→ **Required work**:
Repeat exactly the lines from the start of the entries below through the line containing "use crate::route::AppRoute;". Omit the rest.
#### Entries provided ####
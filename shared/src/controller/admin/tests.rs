use super::*;
use crate::controller::banner::BannerKind;
use crate::controller::login::{LoginOutcome, sign_in};
use crate::error::PortalError;
use crate::gateway::HttpMethod;
use crate::gateway::testing::TestContext;
use crate::guard::{self, GuardDecision};
use crate::route::AppRoute;
use crate::Role;
use serde_json::json;

// =========================================================
// Fixtures
// =========================================================

fn students_json() -> serde_json::Value {
    json!([
        { "_id": "s1", "username": "ana", "name": "Ana", "email": "ana@portal.dev", "rollId": "R-001" },
        { "_id": "s2", "username": "ben", "name": "", "email": "ben@portal.dev", "locked": true }
    ])
}

fn courses_json() -> serde_json::Value {
    json!([
        { "_id": "c1", "title": "Rust Foundations", "enrolledCount": 2 }
    ])
}

fn submissions_json() -> serde_json::Value {
    json!([
        {
            "_id": "sub1",
            "type": "assignment",
            "studentId": { "userId": "R-001" },
            "courseId": { "title": "Rust Foundations" },
            "assignmentSubmission": {
                "assignmentOrder": 2,
                "repositoryUrl": "https://github.com/ana/drills",
                "status": "Submitted"
            }
        },
        {
            "_id": "sub2",
            "type": "exam",
            "studentId": "s2",
            "courseId": "c1",
            "examSubmission": { "examOrder": 1, "score": 55, "passed": false }
        }
    ])
}

fn mock_snapshot(ctx: &TestContext) {
    ctx.http()
        .mock_response(HttpMethod::Get, "/api/admin/students", 200, students_json());
    ctx.http()
        .mock_response(HttpMethod::Get, "/api/courses", 200, courses_json());
    ctx.http()
        .mock_response(HttpMethod::Get, "/api/submissions", 200, submissions_json());
}

async fn loaded_state(ctx: &TestContext) -> AdminState {
    let mut state = AdminState::default();
    state.begin_refresh();
    state.apply_refresh(load_dashboard(&ctx.api).await);
    state
}

// =========================================================
// 刷新
// =========================================================

#[tokio::test]
async fn refresh_replaces_snapshot_and_derives_stats() {
    let ctx = TestContext::new().signed_in(Role::Admin, None);
    mock_snapshot(&ctx);

    let state = loaded_state(&ctx).await;
    assert!(!state.loading);
    assert!(state.banner.is_none());
    assert_eq!(
        state.stats(),
        DashboardStats {
            total_students: 2,
            total_courses: 1,
            total_submissions: 2,
        }
    );
    assert_eq!(state.snapshot.pending_reviews(), 1);
}

#[tokio::test]
async fn refresh_accepts_records_with_null_fields() {
    let ctx = TestContext::new().signed_in(Role::Admin, None);
    mock_snapshot(&ctx);
    ctx.http().mock_response(
        HttpMethod::Get,
        "/api/admin/students",
        200,
        json!([{ "_id": "s1", "username": "a", "name": null, "email": "a@x" }]),
    );
    ctx.http().mock_response(
        HttpMethod::Get,
        "/api/courses",
        200,
        json!([{ "_id": "c1", "title": "Rust", "description": null, "enrolledCount": null }]),
    );

    let state = loaded_state(&ctx).await;
    assert!(state.banner.is_none());
    assert_eq!(state.stats().total_students, 1);
    assert_eq!(state.snapshot.students[0].display_name(), "a");
}

#[tokio::test]
async fn partial_failure_keeps_previous_snapshot() {
    let ctx = TestContext::new().signed_in(Role::Admin, None);
    mock_snapshot(&ctx);
    let mut state = loaded_state(&ctx).await;
    let before = state.snapshot.clone();

    // 课程接口挂掉，另外两个换了数据
    ctx.http()
        .mock_response(HttpMethod::Get, "/api/admin/students", 200, json!([]));
    ctx.http().mock_response(
        HttpMethod::Get,
        "/api/courses",
        500,
        json!({ "error": "boom" }),
    );

    state.begin_refresh();
    state.apply_refresh(load_dashboard(&ctx.api).await);

    assert!(!state.loading);
    assert_eq!(state.snapshot, before);
    assert_eq!(state.stats().total_students, 2);
    let banner = state.banner.clone().unwrap();
    assert_eq!(banner.kind, BannerKind::Error);
    assert_eq!(banner.text, MSG_LOAD_DASHBOARD_FAILED);
}

#[tokio::test]
async fn refresh_failure_from_timeout_shows_single_banner() {
    let ctx = TestContext::new().signed_in(Role::Admin, None);
    mock_snapshot(&ctx);
    ctx.http().mock_failure(
        HttpMethod::Get,
        "/api/submissions",
        PortalError::timeout("request exceeded 10000 ms"),
    );

    let state = loaded_state(&ctx).await;
    assert_eq!(state.snapshot, AdminSnapshot::default());
    assert_eq!(
        state.banner.map(|b| b.text),
        Some(MSG_LOAD_DASHBOARD_FAILED.to_string())
    );
    assert!(ctx.api.session().has_token());
}

#[tokio::test]
async fn selection_is_dropped_when_entry_disappears() {
    let ctx = TestContext::new().signed_in(Role::Admin, None);
    mock_snapshot(&ctx);
    let mut state = loaded_state(&ctx).await;
    state.select_student(Some("s2".into()));
    assert_eq!(state.selected_student().unwrap().display_name(), "ben");

    ctx.http().mock_response(
        HttpMethod::Get,
        "/api/admin/students",
        200,
        json!([{ "_id": "s1", "username": "ana" }]),
    );
    state.apply_refresh(load_dashboard(&ctx.api).await);
    assert!(state.selected_student().is_none());
}

// =========================================================
// 变更
// =========================================================

#[tokio::test]
async fn create_student_reports_roll_id_and_resets_draft() {
    let ctx = TestContext::new().signed_in(Role::Admin, None);
    ctx.http().mock_response(
        HttpMethod::Post,
        "/api/admin/students",
        201,
        json!({ "student": { "_id": "s3", "username": "cy", "rollId": "R-003" } }),
    );

    let mut state = AdminState::default();
    state.student_draft.username = "cy".into();
    state.student_draft.toggle_course("c1", true);
    assert!(state.begin_mutation());
    assert!(!state.begin_mutation());

    let result = create_student(&ctx.api, &state.student_draft).await;
    assert!(state.finish_mutation(Mutation::CreateStudent, result));
    assert_eq!(state.banner.clone().unwrap().text, "Student created: R-003");
    assert_eq!(state.student_draft, NewStudent::default());

    let body: serde_json::Value =
        serde_json::from_str(ctx.http().last_request().unwrap().body.as_deref().unwrap()).unwrap();
    assert_eq!(body["assignedCourses"], json!(["c1"]));
}

#[tokio::test]
async fn create_failure_keeps_draft_and_shows_backend_error() {
    let ctx = TestContext::new().signed_in(Role::Admin, None);
    ctx.http().mock_response(
        HttpMethod::Post,
        "/api/courses",
        400,
        json!({ "error": "Title required" }),
    );

    let mut state = AdminState::default();
    state.course_draft.description = "draft".into();
    state.begin_mutation();
    let result = create_course(&ctx.api, &state.course_draft).await;
    assert!(!state.finish_mutation(Mutation::CreateCourse, result));
    assert_eq!(state.banner.clone().unwrap().text, "Title required");
    assert_eq!(state.course_draft.description, "draft");
    assert!(!state.loading);
}

#[tokio::test]
async fn course_tools_and_topics_are_sent_as_lists() {
    let ctx = TestContext::new().signed_in(Role::Admin, None);
    ctx.http().mock_response(
        HttpMethod::Post,
        "/api/courses",
        201,
        json!({ "_id": "c9", "title": "Rust Basics" }),
    );

    let mut state = AdminState::default();
    state.course_draft.title = "Rust Basics".into();
    state.course_lists.tools = "cargo\n rustup \n".into();
    state.course_lists.topics = "ownership".into();

    let req = state.course_request();
    assert_eq!(req.tools, vec!["cargo", "rustup"]);
    assert_eq!(req.learn_topics, vec!["ownership"]);

    state.begin_mutation();
    let result = create_course(&ctx.api, &req).await;
    assert!(state.finish_mutation(Mutation::CreateCourse, result));
    assert_eq!(state.banner.clone().unwrap().text, "Course created: Rust Basics");
    assert_eq!(state.course_lists, CourseListText::default());

    let body: serde_json::Value =
        serde_json::from_str(ctx.http().last_request().unwrap().body.as_deref().unwrap()).unwrap();
    assert_eq!(body["learnTopics"], json!(["ownership"]));
    assert_eq!(body["validityMonths"], json!(1));
}

#[tokio::test]
async fn delete_failure_uses_fixed_text() {
    let ctx = TestContext::new().signed_in(Role::Admin, None);
    ctx.http().mock_response(
        HttpMethod::Delete,
        "/api/admin/students/s1",
        404,
        json!({ "message": "Student not found" }),
    );

    let mut state = AdminState::default();
    state.begin_mutation();
    let result = delete_student(&ctx.api, "s1").await;
    assert!(!state.finish_mutation(Mutation::DeleteStudent, result));
    assert_eq!(state.banner.unwrap().text, "Error deleting student");
}

#[tokio::test]
async fn assignment_links_are_split_per_line() {
    let ctx = TestContext::new().signed_in(Role::Admin, None);
    ctx.http().mock_raw(
        HttpMethod::Post,
        "/api/admin/courses/c1/assignments",
        201,
        "",
    );

    let mut state = AdminState::default();
    state.assignment_draft.course_id = "c1".into();
    state.assignment_draft.title = "Borrow checker".into();
    state.assignment_links.github = "https://github.com/a\n\n https://github.com/b \n".into();

    let req = state.assignment_request();
    assert_eq!(req.github_links, vec!["https://github.com/a", "https://github.com/b"]);
    assert!(req.blog_links.is_empty());

    state.begin_mutation();
    let result = create_assignment(&ctx.api, &req).await;
    assert!(state.finish_mutation(Mutation::CreateAssignment, result));
    assert_eq!(state.assignment_draft, NewAssignment::default());
    assert_eq!(state.assignment_links, LinkText::default());
}

#[tokio::test]
async fn exam_draft_resets_to_single_blank_question() {
    let ctx = TestContext::new().signed_in(Role::Admin, None);
    ctx.http().mock_response(
        HttpMethod::Post,
        "/api/admin/courses/c1/exams",
        201,
        json!({ "_id": "e1" }),
    );

    let mut state = AdminState::default();
    state.exam_draft.course_id = "c1".into();
    state.exam_draft.add_question();
    state.exam_draft.set_correct(1, 3);

    state.begin_mutation();
    let result = create_exam(&ctx.api, &state.exam_draft).await;
    assert!(state.finish_mutation(Mutation::CreateExam, result));
    assert_eq!(state.banner.clone().unwrap().text, "Exam created successfully");
    assert_eq!(state.exam_draft.questions.len(), 1);
}

#[tokio::test]
async fn review_only_targets_pending_assignment_submissions() {
    let ctx = TestContext::new().signed_in(Role::Admin, None);
    mock_snapshot(&ctx);
    ctx.http().mock_response(
        HttpMethod::Post,
        "/api/admin/submissions/sub1/review",
        200,
        json!({ "message": "ok" }),
    );

    let mut state = loaded_state(&ctx).await;
    state.select_submission(Some("sub2".into()));
    assert!(state.review_request(ReviewDecision::Approved).is_none());

    state.select_submission(Some("sub1".into()));
    state.review_feedback = "  Nice work  ".into();
    let req = state.review_request(ReviewDecision::Approved).unwrap();
    assert_eq!(req.feedback, "Nice work");

    state.begin_mutation();
    let result = review_submission(&ctx.api, &req).await;
    assert!(state.finish_mutation(Mutation::ReviewSubmission, result));
    assert_eq!(state.banner.clone().unwrap().text, "Submission reviewed");
    assert!(state.review_feedback.is_empty());
}

#[tokio::test]
async fn status_update_uses_put() {
    let ctx = TestContext::new().signed_in(Role::Admin, None);
    ctx.http().mock_response(
        HttpMethod::Put,
        "/api/submissions/sub2",
        200,
        json!({}),
    );

    let mut state = AdminState::default();
    state.begin_mutation();
    let result = update_submission_status(&ctx.api, "sub2", ReviewDecision::Rejected).await;
    assert!(state.finish_mutation(Mutation::UpdateSubmission, result));
    assert_eq!(
        state.banner.unwrap().text,
        "Submission marked as Rejected"
    );
    assert_eq!(ctx.http().sent(HttpMethod::Put, "/api/submissions/sub2"), 1);
}

#[tokio::test]
async fn expired_session_during_mutation_logs_out() {
    let ctx = TestContext::new().signed_in(Role::Admin, None);
    ctx.http().mock_response(
        HttpMethod::Delete,
        "/api/courses/c1",
        401,
        json!({ "message": "Token expired" }),
    );

    let mut state = AdminState::default();
    state.begin_mutation();
    let result = delete_course(&ctx.api, "c1").await;
    assert!(!state.finish_mutation(Mutation::DeleteCourse, result));
    assert!(ctx.memory.is_empty());
    assert_eq!(*ctx.navigator().redirects.borrow(), vec![false]);
    assert_eq!(
        guard::check(AppRoute::Admin, ctx.api.session()),
        GuardDecision::Redirect(AppRoute::Login)
    );
}

// =========================================================
// 端到端
// =========================================================

#[tokio::test]
async fn admin_login_then_dashboard_load() {
    let ctx = TestContext::new();
    ctx.http().mock_response(
        HttpMethod::Post,
        "/api/auth/login",
        200,
        json!({ "token": "jwt-admin", "role": "admin", "userId": "ADM-1" }),
    );
    mock_snapshot(&ctx);

    let outcome = sign_in(&ctx.api, "admin@portal.dev", "secret").await;
    assert!(matches!(outcome, LoginOutcome::Admitted(_)));
    assert_eq!(ctx.api.session().token().as_deref(), Some("jwt-admin"));
    assert_eq!(
        guard::check(AppRoute::Admin, ctx.api.session()),
        GuardDecision::Allow
    );

    let state = loaded_state(&ctx).await;
    let stats = state.stats();
    assert_eq!(stats.total_students, state.snapshot.students.len());
    assert_eq!(stats.total_courses, state.snapshot.courses.len());
    assert_eq!(stats.total_submissions, state.snapshot.submissions.len());

    // 三个请求都带上了新 token
    let requests = ctx.http().requests.borrow();
    assert_eq!(requests.len(), 4);
    assert!(requests[1..].iter().all(|r| {
        r.headers.get(crate::HEADER_AUTHORIZATION).map(String::as_str) == Some("Bearer jwt-admin")
    }));
}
####
→ **Response box**:
filename shared/src/controller/admin/tests.rs
use super::*;
use crate::controller::banner::BannerKind;
use crate::controller::login::{LoginOutcome, sign_in};
use crate::error::PortalError;
use crate::gateway::HttpMethod;
use crate::gateway::testing::TestContext;
use crate::guard::{self, GuardDecision};
use crate::route::AppRoute;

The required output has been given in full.